A Building That Has Outlasted Everything Built Around It
Stand at the corner of Darling and
Buitenkant Streets in
central Cape Town, look up at the ochre-yellow walls, and
consider this: every single thing you can see around
you - the roads, the offices, the Cape Town
railway station, the entire city sprawling towards the
mountain - none of it existed when this building was
finished.
What This Building Has Been
Six flags, three centuries, one fortress
The Castle of Good Hope has been standing since 1679. It has
watched the city grow up around it from nothing. It has flown
six different flags. It has held kings in its dungeons,
sheltered governors in its halls, trained soldiers in its
courtyards, and now - in its most remarkable
transformation - it has chosen to place statues of the
very men it once imprisoned at its very heart.
To showcase history in all its ugliness and all its glory.
Not to hide it, or whitewash it. But to learn from it. To be
transformed by it.
The Castle of Good Hope at the heart of modern Cape TownThe Castle’s main entrance and bell tower
Every Era Is Still Present
Layers of stone, layers of meaning
This is not just a fort. It is the oldest surviving colonial
building in South Africa, and arguably the most layered.
Layers of stone, yes, but more importantly, layers of meaning.
Every era of its history is still present in the building in
some form - from the names carved into its bastions to
the balcony from which death sentences were once announced,
now gazing down at bronze figures of resistance.
The yellow walls of the inner courtyard, against Table Mountain
A Matter of Perspective
Whose history are we telling?
The Castle holds more stories than any single visit can carry.
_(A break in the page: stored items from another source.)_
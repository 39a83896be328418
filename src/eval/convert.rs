//! Runtime conversions for [`TypedExpr::Convert`](sharpexpr_compiler::TypedExpr) nodes.
//!
//! Numeric conversions are unchecked (wrapping), except that conversions out
//! of `decimal` and from floating types into `decimal` raise
//! [`RuntimeError::Overflow`] like the checked .NET conversions they mirror.

use rust_decimal::Decimal;
use rust_decimal::prelude::{FromPrimitive, ToPrimitive};

use sharpexpr_core::{DataType, PrimitiveKind, RuntimeError, Value};
use sharpexpr_registry::TypeRegistry;

/// Convert `value`, statically typed `source`, to `target`.
pub fn convert_value(
    registry: &TypeRegistry,
    value: Value,
    source: &DataType,
    target: &DataType,
) -> Result<Value, RuntimeError> {
    if value.is_null() {
        return if registry.accepts_null(target) {
            Ok(Value::Null)
        } else if source.nullable {
            Err(RuntimeError::NullableWithoutValue)
        } else {
            Err(RuntimeError::NullReference)
        };
    }

    let target = target.underlying();
    if registry.is_reference_type(&target) {
        return reference_cast(registry, value, &target);
    }

    // Unboxing needs the exact runtime type.
    let boxed = registry.is_reference_type(source);
    if boxed && value.data_type() != target {
        return Err(invalid_cast(registry, &value, &target));
    }

    if let Some(underlying) = registry.enum_underlying(&target) {
        let bits = match to_kind(&value, underlying)?.as_integer() {
            Some(bits) => bits as i64,
            None => return Err(invalid_cast(registry, &value, &target)),
        };
        return Ok(Value::Enum {
            type_hash: target.type_hash,
            bits,
        });
    }

    match target.primitive_kind() {
        Some(kind) => to_kind(&value, kind).map_err(|err| match err {
            RuntimeError::InvalidCast { .. } => invalid_cast(registry, &value, &target),
            other => other,
        }),
        None if value.data_type() == target => Ok(value),
        None => Err(invalid_cast(registry, &value, &target)),
    }
}

/// Reference conversions leave the value untouched once the runtime type checks out.
fn reference_cast(registry: &TypeRegistry, value: Value, target: &DataType) -> Result<Value, RuntimeError> {
    if registry.is_assignable_from(target, &value.data_type()) {
        Ok(value)
    } else {
        Err(invalid_cast(registry, &value, target))
    }
}

fn invalid_cast(registry: &TypeRegistry, value: &Value, target: &DataType) -> RuntimeError {
    RuntimeError::InvalidCast {
        from: registry.qualified_type_name(&value.data_type()),
        to: registry.qualified_type_name(target),
    }
}

/// Numeric conversion between scalar kinds. Enums convert through their bits.
pub fn to_kind(value: &Value, kind: PrimitiveKind) -> Result<Value, RuntimeError> {
    if value.primitive_kind() == Some(kind) {
        return Ok(value.clone());
    }
    if let Some(i) = value.as_integer() {
        return from_integer(i, kind);
    }
    match value {
        Value::Float(f) => from_float(f64::from(*f), kind),
        Value::Double(f) => from_float(*f, kind),
        Value::Decimal(d) => from_decimal(*d, kind),
        other => Err(RuntimeError::InvalidCast {
            from: other.kind_name().to_string(),
            to: kind.name().to_string(),
        }),
    }
}

/// Truncate `i` to `kind`, wrapping like an unchecked cast.
pub fn wrap_integer(i: i128, kind: PrimitiveKind) -> Option<Value> {
    Some(match kind {
        PrimitiveKind::Int8 => Value::Int8(i as i8),
        PrimitiveKind::UInt8 => Value::UInt8(i as u8),
        PrimitiveKind::Int16 => Value::Int16(i as i16),
        PrimitiveKind::UInt16 => Value::UInt16(i as u16),
        PrimitiveKind::Int32 => Value::Int32(i as i32),
        PrimitiveKind::UInt32 => Value::UInt32(i as u32),
        PrimitiveKind::Int64 => Value::Int64(i as i64),
        PrimitiveKind::UInt64 => Value::UInt64(i as u64),
        PrimitiveKind::Char => Value::Char(char::from_u32(u32::from(i as u16)).unwrap_or('\u{FFFD}')),
        _ => return None,
    })
}

fn from_integer(i: i128, kind: PrimitiveKind) -> Result<Value, RuntimeError> {
    if let Some(value) = wrap_integer(i, kind) {
        return Ok(value);
    }
    Ok(match kind {
        PrimitiveKind::Float => Value::Float(i as f32),
        PrimitiveKind::Double => Value::Double(i as f64),
        PrimitiveKind::Decimal => {
            Value::Decimal(Decimal::from_i128(i).ok_or(RuntimeError::Overflow)?)
        }
        other => {
            return Err(RuntimeError::InvalidCast {
                from: "Int64".to_string(),
                to: other.name().to_string(),
            });
        }
    })
}

fn from_float(f: f64, kind: PrimitiveKind) -> Result<Value, RuntimeError> {
    Ok(match kind {
        PrimitiveKind::Float => Value::Float(f as f32),
        PrimitiveKind::Double => Value::Double(f),
        PrimitiveKind::Decimal => Value::Decimal(Decimal::from_f64(f).ok_or(RuntimeError::Overflow)?),
        PrimitiveKind::UInt64 => Value::UInt64(f as u64),
        PrimitiveKind::Bool => {
            return Err(RuntimeError::InvalidCast {
                from: "Double".to_string(),
                to: kind.name().to_string(),
            });
        }
        // Saturate to the widest signed type, then wrap to the target.
        other => from_integer(i128::from(f as i64), other)?,
    })
}

fn from_decimal(d: Decimal, kind: PrimitiveKind) -> Result<Value, RuntimeError> {
    match kind {
        PrimitiveKind::Float => d.to_f32().map(Value::Float).ok_or(RuntimeError::Overflow),
        PrimitiveKind::Double => d.to_f64().map(Value::Double).ok_or(RuntimeError::Overflow),
        PrimitiveKind::Bool => Err(RuntimeError::InvalidCast {
            from: "Decimal".to_string(),
            to: kind.name().to_string(),
        }),
        _ => {
            let i = d.trunc().to_i128().ok_or(RuntimeError::Overflow)?;
            let value = from_integer(i, kind)?;
            if value.as_integer() == Some(i) {
                Ok(value)
            } else {
                Err(RuntimeError::Overflow)
            }
        }
    }
}

#[cfg(test)]
mod tests {
    use super::*;
    use sharpexpr_core::{TypeEntry, primitives};

    fn registry() -> TypeRegistry {
        let mut registry = sharpexpr_modules::standard_registry().unwrap();
        registry
            .register(TypeEntry::enumeration("App", "Level", PrimitiveKind::Int32).with_enum_value("High", 3))
            .unwrap();
        registry
    }

    fn t(kind: PrimitiveKind) -> DataType {
        DataType::primitive(kind)
    }

    #[test]
    fn numeric_conversions_wrap() {
        assert_eq!(to_kind(&Value::Int32(300), PrimitiveKind::UInt8).unwrap(), Value::UInt8(44));
        assert_eq!(to_kind(&Value::Int32(-1), PrimitiveKind::UInt32).unwrap(), Value::UInt32(u32::MAX));
        assert_eq!(to_kind(&Value::Double(2.9), PrimitiveKind::Int32).unwrap(), Value::Int32(2));
        assert_eq!(to_kind(&Value::Double(-2.9), PrimitiveKind::Int64).unwrap(), Value::Int64(-2));
        assert_eq!(to_kind(&Value::Char('A'), PrimitiveKind::Int32).unwrap(), Value::Int32(65));
        assert_eq!(to_kind(&Value::Int32(97), PrimitiveKind::Char).unwrap(), Value::Char('a'));
        assert_eq!(
            to_kind(&Value::Int32(5), PrimitiveKind::Decimal).unwrap(),
            Value::Decimal(Decimal::from(5))
        );
    }

    #[test]
    fn decimal_conversions_are_checked() {
        let big = Value::Decimal(Decimal::from(1_000));
        assert!(matches!(to_kind(&big, PrimitiveKind::UInt8), Err(RuntimeError::Overflow)));
        let small = Value::Decimal(Decimal::new(1275, 1));
        assert_eq!(to_kind(&small, PrimitiveKind::Int32).unwrap(), Value::Int32(127));
        assert!(matches!(
            to_kind(&Value::Double(f64::NAN), PrimitiveKind::Decimal),
            Err(RuntimeError::Overflow)
        ));
    }

    #[test]
    fn enums_nullables_and_boxes() {
        let registry = registry();
        let object = DataType::object();
        let level_type = registry.iter().find(|e| e.name == "Level").unwrap().data_type();

        let high = convert_value(&registry, Value::Int32(3), &DataType::int32(), &level_type).unwrap();
        assert_eq!(
            high,
            Value::Enum {
                type_hash: level_type.type_hash,
                bits: 3
            }
        );
        let back = convert_value(&registry, high, &level_type, &DataType::int32()).unwrap();
        assert_eq!(back, Value::Int32(3));

        let maybe = DataType::nullable(primitives::INT32);
        assert_eq!(
            convert_value(&registry, Value::Null, &DataType::object(), &maybe).unwrap(),
            Value::Null
        );
        assert!(matches!(
            convert_value(&registry, Value::Null, &maybe, &DataType::int32()),
            Err(RuntimeError::NullableWithoutValue)
        ));

        let boxed = convert_value(&registry, Value::Int32(1), &DataType::int32(), &object).unwrap();
        assert_eq!(boxed, Value::Int32(1));
        assert_eq!(
            convert_value(&registry, boxed.clone(), &object, &DataType::int32()).unwrap(),
            Value::Int32(1)
        );
        let err = convert_value(&registry, boxed, &object, &t(PrimitiveKind::Int64)).unwrap_err();
        assert_eq!(
            err.to_string(),
            "Unable to cast object of type 'System.Int32' to type 'System.Int64'."
        );
        let err = convert_value(&registry, Value::from("x"), &object, &t(PrimitiveKind::Int32)).unwrap_err();
        assert!(matches!(err, RuntimeError::InvalidCast { .. }));
    }
}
Every stone in the Castle means something different depending
on who is looking at it. Walk through the same gate and you
walk through a different history depending on who you are.
It’s definitely a matter of perspective coming from
South Africa’s Rainbow Nation.
“Rainbow Nation” was Desmond
Tutu’s phrase for the idea that South Africa’s
many different peoples and
histories could coexist
after apartheid - that
no single group’s story would dominate
anymore.
In the context of the Castle, it means that a
Khoekhoe memory of the building, an
Afrikaner memory, an
enslaved person’s memory, and a
British colonial memory are all considered
valid - all part of the same place. Rather than choosing
one official story, the democratic era tries to
hold all of them at once.
Same courtyard, different light - the Castle holds many stories at once
You Are Invited
An invitation to see Cape Town with fresh eyes
If you have ever stood in Cape Town and wondered how this city
came to be - who built it, who suffered for it, and who
is working to remake it - read on.
Come and explore three and a half centuries of history: from
a mud fort at the edge of the known world,
to a castle at the heart of a colony, to a
place now doing something rare - asking honest
questions about its own past.
This is an invitation to see Cape Town the way a historian
does - with curiosity.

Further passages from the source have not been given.